I'll take one body cast and a 5 gallon drum of A5-35

Hey Mom!

There is coffee in my hair.  There is coffee on my face.  There is coffee on my arms.  My phone is coated with coffee.  A once white carpet has all the splatterings of a medium roast crime scene.  I have rug burns and regular burns.  Oh yeah, AND I BROKE EVERY BONE IN MY BODY <--- please note this is hyperbole for the purpose of comedy.

What actually happened is I fell down the stairs, while I was falling down said stairs I threw the hot cup of coffee I was carrying into my OWN FACE.  Do you know what it's like to catch your own coffee in the face?  It's like my only true and constant friend betrayed me.  Twist the knife a little more my sweet love, long have I known your bitterness, long have I understood your dark powers, there is no sweetener to soften your edge.  Consequently, it looks like the walls are leaking dark ambrosia and I have been injured as well as insulted.

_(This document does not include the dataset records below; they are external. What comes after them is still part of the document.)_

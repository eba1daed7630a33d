//! Received frame handling for the TDMA MAC

use core::fmt::Debug;

use log::{trace, debug, info, warn};
use rand_core::RngCore;

use crate::{Radio, RawPacket, Ts, timer::Timer, error::CoreError};
use crate::codec::{self, DecodeError, FrameType, MacFrame, MgmtKind, CtrlKind, NetworkPacket, PacketType};
use crate::codec::mgmt::{Beacon, JoinRequest, JoinResponse, JoinStatus, Identification, RetransmitRequest};
use crate::node::Role;
use crate::qos::{Outbound, QosClass};
use crate::schedule::SuperframeSchedule;

use super::{MacEvent, MacState, RxInfo, SyncRole, Tdma};

impl <R, S, I, E, T, G> Tdma<R, S, I, E, T, G>
where
    R: Radio<S, I, E> + radio::Channel<Error=E>,
    <R as radio::Channel>::Channel: From<u16>,
    S: radio::RadioState,
    I: radio::ReceiveInfo + Default + Debug,
    E: Debug,
    T: Timer,
    G: RngCore,
{
    pub(crate) fn handle_received(&mut self, now: Ts, rx: RawPacket) -> Result<(), CoreError<E>> {
        let frame = match codec::unwrap(rx.data()) {
            Ok((_mcs, f)) => f,
            Err(DecodeError::ChecksumFailure(c)) => {
                self.stats.crc_fail = self.stats.crc_fail.saturating_add(1);
                debug!("{:?} checksum failure on {} byte frame", c, rx.data().len());

                // Request a retransmission if the header survived and the frame was ours
                if let Some((receiver, transmitter, seq)) = codec::peek_header(rx.data()) {
                    if receiver == self.address && self.state.is_synced() {
                        self.retransmit_request(transmitter, seq.number)?;
                    }
                }
                return Ok(());
            },
            Err(DecodeError::Malformed(m)) => {
                self.stats.malformed = self.stats.malformed.saturating_add(1);
                debug!("Dropped malformed frame: {}", m);
                return Ok(());
            },
        };

        self.stats.rx_frames = self.stats.rx_frames.saturating_add(1);

        let h = frame.header;
        trace!("Received {:?} from {} (seq: {})", h.control.kind, h.transmitter, h.seq.number);

        if h.receiver != self.address && !h.receiver.is_broadcast() {
            trace!("Address mismatch, dropped frame {} for {}", h.seq.number, h.receiver);
            return Ok(());
        }

        // Only beacons are of interest until a network is found
        let scanning = matches!(self.state, MacState::Scanning | MacState::Degraded);
        match (scanning, h.control.kind) {
            (true, FrameType::Management(MgmtKind::Beacon)) => (),
            (true, _) => return Ok(()),
            (false, FrameType::Management(_)) if frame.network_id() != self.network_id => {
                debug!("Network mismatch, dropped frame {} for {:04x}", h.seq.number, frame.network_id());
                return Ok(());
            },
            _ => {
                self.nodes.heard(h.transmitter, now);
            },
        }

        match h.control.kind {
            FrameType::Management(MgmtKind::Beacon) => self.handle_beacon(now, &frame),
            FrameType::Management(MgmtKind::JoinRequest) => self.handle_join_request(now, &frame),
            FrameType::Management(MgmtKind::JoinResponse) => self.handle_join_response(now, &frame),
            FrameType::Management(MgmtKind::Identification) => {
                match Identification::decode(frame.payload()) {
                    Ok(id) => {
                        debug!("Identified {} as {}", h.transmitter, id.callsign);
                        self.nodes.heard(h.transmitter, now).callsign = Some(id.callsign);
                    },
                    Err(e) => self.malformed(e),
                }
                Ok(())
            },
            FrameType::Management(MgmtKind::Leave) => {
                if self.state.is_coordinator() {
                    info!("Node {} left the network", h.transmitter);
                    self.admission.release(h.transmitter);
                    self.nodes.remove(&h.transmitter);
                    self.event(MacEvent::NodeLost(h.transmitter));
                }
                Ok(())
            },
            FrameType::Control(CtrlKind::RetransmitRequest) => {
                match RetransmitRequest::decode(frame.payload()) {
                    Ok(r) => self.retransmit(h.transmitter, r.seq),
                    Err(e) => self.malformed(e),
                }
                Ok(())
            },
            FrameType::Data(class) => self.handle_data(rx.rssi(), class, &frame),
        }
    }

    fn malformed(&mut self, e: codec::Malformed) {
        self.stats.malformed = self.stats.malformed.saturating_add(1);
        debug!("Dropped malformed payload: {}", e);
    }

    fn handle_beacon(&mut self, now: Ts, frame: &MacFrame) -> Result<(), CoreError<E>> {
        let transmitter = frame.header.transmitter;

        let beacon = match Beacon::decode(frame.payload()) {
            Ok(b) => b,
            Err(e) => {
                self.malformed(e);
                return Ok(());
            },
        };

        let schedule = match SuperframeSchedule::from_beacon(&beacon, self.config.superframe_us) {
            Ok(s) => s,
            Err(e) => {
                warn!("Beacon from {} carries an invalid schedule: {}", transmitter, e);
                self.malformed(e);
                return Ok(());
            },
        };

        if self.state.is_coordinator() {
            debug!("Ignoring beacon from {} on network {:04x}", transmitter, beacon.network_id);
            return Ok(());
        }
        if matches!(self.state, MacState::Joining | MacState::Synchronized(_)) && Some(transmitter) != self.coordinator {
            debug!("Ignoring beacon from {}, not our coordinator", transmitter);
            return Ok(());
        }

        let retimed = match self.adopt_timing(&beacon, schedule.len()) {
            Ok(r) => r,
            Err(e) => {
                warn!("Beacon from {} timing does not fit the superframe", transmitter);
                self.malformed(e);
                return Ok(());
            },
        };

        match self.state {
            MacState::Synchronized(SyncRole::Coordinator) => (),
            MacState::Scanning | MacState::Degraded => {
                info!("Found network {:04x} coordinated by {} (epoch {})", beacon.network_id, transmitter, beacon.epoch);

                self.network_id = beacon.network_id;
                self.coordinator = Some(transmitter);
                self.schedule = schedule;

                // Hard set the superframe timing on first sync
                self.sync_offset = now;
                self.last_slot = None;
                self.last_beacon = now;
                self.beacon_miss_count = 0;

                let n = self.nodes.heard(transmitter, now);
                n.role = Role::Coordinator;
                n.clock_offset = beacon.timestamp_us as i64 - now as i64;

                self.start_join(now);
            },
            MacState::Joining | MacState::Synchronized(SyncRole::Member) if retimed => {
                warn!("Coordinator {} changed slot timing, resynchronising", transmitter);

                self.schedule = schedule;
                self.sync_offset = now;
                self.last_slot = None;
                self.last_beacon = now;
                self.beacon_miss_count = 0;
            },
            MacState::Joining | MacState::Synchronized(SyncRole::Member) => {
                let superframe = self.config.superframe_duration() as i64;
                let mut delta = (now.saturating_sub(self.sync_offset) as i64) % superframe;
                if delta > superframe / 2 {
                    delta -= superframe;
                }

                if delta.abs() > superframe / 10 {
                    warn!("Beacon offset {} us exceeds tolerance, resynchronising", delta);
                    self.sync_offset = now;
                    self.last_slot = None;
                } else {
                    self.sync_offset = (self.sync_offset as i64 + delta / 2) as u64;
                }

                trace!("Beacon epoch {} at {} us (error: {} us)", beacon.epoch, now, delta);

                self.schedule = schedule;
                self.last_beacon = now;
                self.beacon_miss_count = 0;

                let n = self.nodes.heard(transmitter, now);
                n.role = Role::Coordinator;
                n.clock_offset = beacon.timestamp_us as i64 - now as i64;
            },
        }

        Ok(())
    }

    /// Take the slot timing advertised in a beacon, returning whether it
    /// differed from the timing in use
    fn adopt_timing(&mut self, beacon: &Beacon, slots: usize) -> Result<bool, codec::Malformed> {
        let period = beacon.slot_us as u64 + beacon.guard_us as u64;
        if beacon.slot_us == 0 || self.config.superframe_duration() / period != slots as u64 {
            return Err(codec::Malformed::Content);
        }

        if beacon.slot_us == self.config.slot_us && beacon.guard_us as u32 == self.config.guard_us {
            return Ok(false);
        }

        info!("Adopting slot timing {} us + {} us guard (was {} us + {} us)",
                beacon.slot_us, beacon.guard_us, self.config.slot_us, self.config.guard_us);

        self.config.slot_us = beacon.slot_us;
        self.config.guard_us = beacon.guard_us as u32;

        Ok(true)
    }

    fn handle_join_request(&mut self, now: Ts, frame: &MacFrame) -> Result<(), CoreError<E>> {
        if !self.state.is_coordinator() || frame.header.receiver != self.address {
            return Ok(());
        }

        let src = frame.header.transmitter;
        let req = match JoinRequest::decode(frame.payload()) {
            Ok(r) => r,
            Err(e) => {
                self.malformed(e);
                return Ok(());
            },
        };

        debug!("Join request from {} ({}) for {} us of {}", src, req.callsign, req.duration_us, req.class);

        let was_member = {
            let n = self.nodes.heard(src, now);
            n.callsign = Some(req.callsign.clone());
            n.role == Role::Member
        };

        let resp = match self.admission.request_slot(src, req.class, req.duration_us) {
            Ok(g) => {
                for (n, c) in &g.preempted {
                    debug!("{} ({}) preempted by {}", n, c, src);
                }

                if !was_member {
                    info!("Admitted {} ({}) with {} {} slots", src, req.callsign, g.slots, g.class);
                    self.nodes.heard(src, now).role = Role::Member;
                    self.event(MacEvent::NodeJoined(src));
                }

                JoinResponse{ status: JoinStatus::Granted, class: req.class, slots: g.slots }
            },
            Err(d) => {
                info!("Denied {} slots for {}", d.0, src);
                JoinResponse{ status: JoinStatus::Denied, class: req.class, slots: 0 }
            },
        };

        let f = self.management(MgmtKind::JoinResponse, src, resp.encode())?;
        self.queue_mgmt(f);

        Ok(())
    }

    fn handle_join_response(&mut self, now: Ts, frame: &MacFrame) -> Result<(), CoreError<E>> {
        let src = frame.header.transmitter;
        if frame.header.receiver != self.address || Some(src) != self.coordinator {
            return Ok(());
        }

        let resp = match JoinResponse::decode(frame.payload()) {
            Ok(r) => r,
            Err(e) => {
                self.malformed(e);
                return Ok(());
            },
        };

        match (self.state, resp.status) {
            (MacState::Joining, JoinStatus::Granted) => {
                info!("Joined network {:04x} via {} with {} slots", self.network_id, src, resp.slots);
                self.state = MacState::Synchronized(SyncRole::Member);
                self.join.deadline_sfn = None;
                self.event(MacEvent::Joined{ coordinator: src, slots: resp.slots });
            },
            (MacState::Joining, JoinStatus::Denied) => {
                warn!("Join denied by {} for {}", src, resp.class);
                self.event(MacEvent::JoinDenied(resp.class));
                self.join_retry(now)?;
            },
            (MacState::Synchronized(SyncRole::Member), JoinStatus::Granted) => {
                debug!("Granted {} {} slots", resp.slots, resp.class);
                self.event(MacEvent::SlotGranted{ class: resp.class, slots: resp.slots });
            },
            (MacState::Synchronized(SyncRole::Member), JoinStatus::Denied) => {
                debug!("Denied {} slots", resp.class);
                self.event(MacEvent::SlotDenied(resp.class));
            },
            _ => (),
        }

        Ok(())
    }

    fn handle_data(&mut self, rssi: i16, class: QosClass, frame: &MacFrame) -> Result<(), CoreError<E>> {
        let h = frame.header;

        let packet = match NetworkPacket::decode(frame.payload()) {
            Ok(p) => p,
            Err(e) => {
                self.stats.malformed = self.stats.malformed.saturating_add(1);
                debug!("Dropped data frame {} from {}: {}", h.seq.number, h.transmitter, e);
                return Ok(());
            },
        };

        if packet.header.kind == PacketType::Ogm {
            match packet.as_ogm() {
                Ok(ogm) => if self.ogm_in.enqueue((h.transmitter, ogm)).is_err() {
                    warn!("OGM inbox full, dropped OGM from {}", ogm.originator);
                    self.stats.rx_overflow = self.stats.rx_overflow.saturating_add(1);
                },
                Err(e) => self.malformed(e),
            }
            return Ok(());
        }

        let dest = h.address3;

        // Forward packets for other destinations
        if dest != self.address && !dest.is_broadcast() {
            match packet.forwarded() {
                Some(p) => {
                    trace!("Forwarding {} packet for {} from {}", class, dest, h.transmitter);
                    if self.tx_queues.enqueue(Outbound{ dest, class, packet: p }).is_err() {
                        warn!("{} queue full, dropped forwarded packet for {}", class, dest);
                        self.stats.rx_overflow = self.stats.rx_overflow.saturating_add(1);
                    }
                },
                None => debug!("TTL expired, dropped packet for {}", dest),
            }
            return Ok(());
        }

        let (source, data) = match packet.user_data() {
            Ok(v) => v,
            Err(e) => {
                self.malformed(e);
                return Ok(());
            },
        };

        if source == self.address {
            return Ok(());
        }

        let info = RxInfo{ source, via: h.transmitter, rssi, class };
        if self.rx_buff.enqueue((info, data)).is_err() {
            warn!("RX buffer full, dropped packet from {}", source);
            self.stats.rx_overflow = self.stats.rx_overflow.saturating_add(1);
        }

        Ok(())
    }
}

I wish I was in a body cast because that would be less embarrassing that shuffling around my house unable to lift my arms past my shoulders. And what's worse my posterior can no longer bear to be sat upon so I am constantly torn between standing because it's convenient and laying to down to die because at least then it wouldn't hurt to breathe... but hey at least my mug didn't break.

That is all.


Comments

  1. Haha, I think costco has that 5 gallon drum of A5-35 on special right now! Glad to hear you're alive my friend :)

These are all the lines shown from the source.